Now we must transfer the public key for the root account to the database server. Since the server has been configured to not allow the root account to log in over SSH, you'll have to use your regular user account:# scp /root/.ssh/id_rsa.pub USERACCOUNT@poseidon.lt.unt.edu:
While we're still on the host system, we can go ahead and make some changes to phpMyAdmin's configuration file (/etc/phpMyAdmin/config.inc.php). Change this line:$cfg['Servers'][$i]['host'] = 'localhost';
To this:$cfg['Servers'][$i]['host'] = '127.0.0.1';
Also, while we're here, we need to change an SELinux boolean so that Apache can connect to the MySQL database over the network:# setsebool -P httpd_can_network_connect_db 1
We've done all we can do on our host machine, so we'll have to move on to the database server. For this course, I have already completed the first five steps, so do not do these now.
Install the MySQL server daemon:$ sudo yum install mysql mysql-server
Edit the MySQL configuration file (/etc/my.cnf).
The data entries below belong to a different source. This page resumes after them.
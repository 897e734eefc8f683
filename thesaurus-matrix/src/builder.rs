//! Pairwise similarity sweep
//!
//! Walks the upper triangle of the concept ordering and scores each pair,
//! skipping pairs that are known to score 0:
//!
//! - **cluster pruning**: the two concepts share no top-level cluster
//! - **zero-link pruning**: an earlier zero score already covers the pair
//!   (see [`ZeroLinks`])
//!
//! Neither shortcut changes a score, so pruned, exhaustive and parallel
//! sweeps produce the same matrix. Only exact zeros feed the zero-link
//! memo; a tiny positive score says nothing about the ancestors' scores.
//!
//! Every stored score is mirrored, and the diagonal is always 1.

use crate::cache::SimilarityCache;
use crate::clusters::Clusters;
use crate::error::Result;
use crate::order::{concept_iris, concept_order};
use crate::sparse::SparseMatrix;
use crate::zero_links::ZeroLinks;
use rayon::prelude::*;
use serde::{Deserialize, Serialize};
use std::time::Instant;
use thesaurus_core::{ConceptId, Taxonomy};

/// Sweep switches
#[derive(Clone, Copy, Debug, PartialEq, Eq, Serialize, Deserialize)]
#[serde(default)]
pub struct MatrixOptions {
    /// Treat pairs from disjoint top-level clusters as unrelated
    pub cluster_pruning: bool,
    /// Reuse earlier zero scores for pairs drawn from the same ancestor sets
    pub zero_link_pruning: bool,
    /// Sweep rows on the rayon pool
    pub parallel: bool,
}

impl Default for MatrixOptions {
    fn default() -> Self {
        Self {
            cluster_pruning: true,
            zero_link_pruning: true,
            parallel: false,
        }
    }
}

/// Scores one concept pair.
pub trait PairScorer: Sync {
    fn score(&self, taxonomy: &Taxonomy, a: ConceptId, b: ConceptId) -> thesaurus_core::Result<f64>;
}

/// Lin information-content similarity
#[derive(Clone, Copy, Debug, Default)]
pub struct LinScorer;

impl PairScorer for LinScorer {
    fn score(&self, taxonomy: &Taxonomy, a: ConceptId, b: ConceptId) -> thesaurus_core::Result<f64> {
        taxonomy.lin_similarity(a, b)
    }
}

/// Counters collected during a sweep
#[derive(Clone, Copy, Debug, Default, PartialEq, Eq)]
pub struct BuildStats {
    /// Pairs handed to the scorer
    pub pairs_scored: usize,
    pub cluster_pruned: usize,
    pub zero_link_pruned: usize,
}

impl BuildStats {
    fn absorb(&mut self, other: BuildStats) {
        self.pairs_scored += other.pairs_scored;
        self.cluster_pruned += other.cluster_pruned;
        self.zero_link_pruned += other.zero_link_pruned;
    }

    /// Off-diagonal pairs visited
    pub fn total_pairs(&self) -> usize {
        self.pairs_scored + self.cluster_pruned + self.zero_link_pruned
    }
}

type Triplet = (u32, u32, f64);

pub struct MatrixBuilder<'a> {
    taxonomy: &'a Taxonomy,
    options: MatrixOptions,
    order: Vec<ConceptId>,
    clusters: Clusters,
}

impl<'a> MatrixBuilder<'a> {
    pub fn new(taxonomy: &'a Taxonomy, options: MatrixOptions) -> Self {
        Self {
            taxonomy,
            options,
            order: concept_order(taxonomy),
            clusters: Clusters::new(taxonomy),
        }
    }

    /// Concepts in row order
    pub fn concepts(&self) -> &[ConceptId] {
        &self.order
    }

    pub fn options(&self) -> MatrixOptions {
        self.options
    }

    /// Sweep with Lin similarity.
    pub fn build(&self) -> Result<(SimilarityCache, BuildStats)> {
        self.build_with(&LinScorer)
    }

    pub fn build_with(&self, scorer: &dyn PairScorer) -> Result<(SimilarityCache, BuildStats)> {
        let n = self.order.len();
        let _span = tracing::info_span!("similarity_matrix", concepts = n).entered();
        tracing::info!(
            leaves = self.taxonomy.leaves().len(),
            clusters = self.clusters.len(),
            parallel = self.options.parallel,
            "building similarity matrix"
        );

        let mut triplets: Vec<Triplet> = Vec::new();
        let mut stats = BuildStats::default();

        if self.options.parallel {
            // Each rayon job carries its own zero-link shard
            let rows: Vec<(Vec<Triplet>, BuildStats)> = (0..n)
                .into_par_iter()
                .map_init(ZeroLinks::new, |zero_links, i| -> Result<(Vec<Triplet>, BuildStats)> {
                    let mut row = Vec::new();
                    let mut row_stats = BuildStats::default();
                    self.sweep_row(i, scorer, zero_links, &mut row_stats, &mut row)?;
                    Ok((row, row_stats))
                })
                .collect::<Result<Vec<_>>>()?;
            for (row, row_stats) in rows {
                triplets.extend(row);
                stats.absorb(row_stats);
            }
        } else {
            let mut zero_links = ZeroLinks::new();
            for i in 0..n {
                self.sweep_row(i, scorer, &mut zero_links, &mut stats, &mut triplets)?;
            }
            tracing::debug!(linked_concepts = zero_links.len(), "zero-link memo size");
        }

        let matrix = SparseMatrix::from_triplets(n as u32, triplets)?;
        tracing::info!(
            nnz = matrix.nnz(),
            scored = stats.pairs_scored,
            cluster_pruned = stats.cluster_pruned,
            zero_link_pruned = stats.zero_link_pruned,
            "similarity matrix built"
        );
        let cache = SimilarityCache {
            matrix,
            concepts: concept_iris(self.taxonomy, &self.order),
        };
        Ok((cache, stats))
    }

    /// Score row `i` against every later column.
    fn sweep_row(
        &self,
        i: usize,
        scorer: &dyn PairScorer,
        zero_links: &mut ZeroLinks,
        stats: &mut BuildStats,
        out: &mut Vec<Triplet>,
    ) -> Result<()> {
        let start = Instant::now();
        let before = *stats;
        let a = self.order[i];
        out.push((i as u32, i as u32, 1.0));

        for (j, &b) in self.order.iter().enumerate().skip(i + 1) {
            if self.options.cluster_pruning && !self.clusters.shares_cluster(a, b) {
                stats.cluster_pruned += 1;
                continue;
            }
            if self.options.zero_link_pruning && zero_links.linked(a, b) {
                stats.zero_link_pruned += 1;
                continue;
            }

            let score = scorer.score(self.taxonomy, a, b)?;
            stats.pairs_scored += 1;
            if score == 0.0 && self.options.zero_link_pruning {
                zero_links.record(self.taxonomy, a, b);
            }
            if score != 0.0 {
                out.push((i as u32, j as u32, score));
                out.push((j as u32, i as u32, score));
            }
        }

        tracing::debug!(
            row = i,
            concept = self.taxonomy.iri(a),
            elapsed_ms = start.elapsed().as_secs_f64() * 1000.0,
            zero_link_shortcuts = stats.zero_link_pruned - before.zero_link_pruned,
            cluster_shortcuts = stats.cluster_pruned - before.cluster_pruned,
            "row done"
        );
        Ok(())
    }
}

#[cfg(test)]
mod tests {
    use super::*;
    use thesaurus_core::{TaxonomyBuilder, TaxonomyConfig};

    /// `:T -> A -> {A1 -> A11, A2}` where A carries the full root frequency,
    /// so every pair whose LCS is A scores 0 and A never enters the
    /// zero-link memo.
    fn saturated() -> Taxonomy {
        let mut b = TaxonomyBuilder::new(TaxonomyConfig::default());
        b.add_path([("ex:A", "A"), ("ex:A1", "A1"), ("ex:A11", "A11")]);
        b.add_path([("ex:A", "A"), ("ex:A2", "A2")]);
        let mut t = b.build();
        let a11 = t.id("ex:A11").unwrap();
        let a2 = t.id("ex:A2").unwrap();
        t.add_frequencies(a11, 4.0, None);
        t.add_frequencies(a2, 6.0, None);
        t
    }

    #[test]
    fn test_options_default() {
        let o = MatrixOptions::default();
        assert!(o.cluster_pruning);
        assert!(o.zero_link_pruning);
        assert!(!o.parallel);
    }

    #[test]
    fn test_zero_link_shortcuts() {
        let t = saturated();
        let builder = MatrixBuilder::new(&t, MatrixOptions::default());
        let (cache, stats) = builder.build().unwrap();

        // Order: A11, A2 (leaves), then :T, A, A1
        assert_eq!(cache.concepts, vec!["ex:A11", "ex:A2", ":T", "ex:A", "ex:A1"]);
        assert_eq!(stats.total_pairs(), 10);
        assert_eq!(stats.cluster_pruned, 4);
        // A11/A2 scores 0 and links {A11, A1} with {A2}, covering A2/A1
        assert_eq!(stats.zero_link_pruned, 1);
        assert_eq!(stats.pairs_scored, 5);

        // Diagonal plus the mirrored A11/A1 pair
        assert_eq!(cache.matrix.nnz(), 7);
        assert_eq!(cache.matrix.get(0, 4), 1.0);
        assert_eq!(cache.matrix.get(4, 0), 1.0);
    }

    #[test]
    fn test_pruning_does_not_change_scores() {
        let t = saturated();
        let (pruned, _) = MatrixBuilder::new(&t, MatrixOptions::default())
            .build()
            .unwrap();
        let exhaustive_opts = MatrixOptions {
            cluster_pruning: false,
            zero_link_pruning: false,
            parallel: false,
        };
        let (exhaustive, stats) = MatrixBuilder::new(&t, exhaustive_opts).build().unwrap();

        assert_eq!(stats.pairs_scored, 10);
        assert_eq!(pruned, exhaustive);
    }

    #[test]
    fn test_diagonal_is_one_for_every_concept() {
        let t = saturated();
        let (cache, _) = MatrixBuilder::new(&t, MatrixOptions::default())
            .build()
            .unwrap();
        for i in 0..cache.matrix.dim() {
            assert_eq!(cache.matrix.get(i, i), 1.0);
        }
        assert!(cache.matrix.is_symmetric());
    }
}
Find this line:socket=/var/lib/mysql/mysql.sock
And comment it out:#socket=/var/lib/mysql/mysql.sock
Also, add the following line right after it:bind-address=127.0.0.1
Save and exit
Start the MySQL daemon and set it to run at boot:$ sudo service mysqld start
Set password for the MySQL root account:$ sudo mysqladmin -u root password "ACTUALPASSWORDHERE"
Create a user account for the SSH tunnel creation (NOTE: you can name this account anything you want):$ sudo useradd tunnel
Now we'll have to copy the public key we copied earlier to the authorized_keys file for the SSH tunnel account:$ sudo cat /home/USERACCOUNT/id_rsa.pub >> /home/tunnel/.ssh/authorized_keys
We'll have to set an SELinux boolean to allow SSH to forward ports through the tunnel:$ sudo setsebool -P sshd_forward_ports 1
Back on the web host, we'll first established the SSH tunnel:# ssh -fNL 3306:127.0.0.1:3306 firstname.lastname@example.org
What this command does is binds our port (3306) to an IP address (127.0.0.1) and connects it to the remote port (3306) on the remote system (poseidon.lt.unt.edu) that we will connect to with public key authentication against the remote user account (tunnel).
To test the connection, run the following:$ mysql -h 127.0.0.1 -u root -p
If after entering the password you're presented with a MySQL prompt (mysql> ), then everything is working.
Open a browser and go to your phpMyAdmin installation, using the password for the new database root account. If you're successful, create the database that you had on your local MySQL server and import the data that you exported earlier.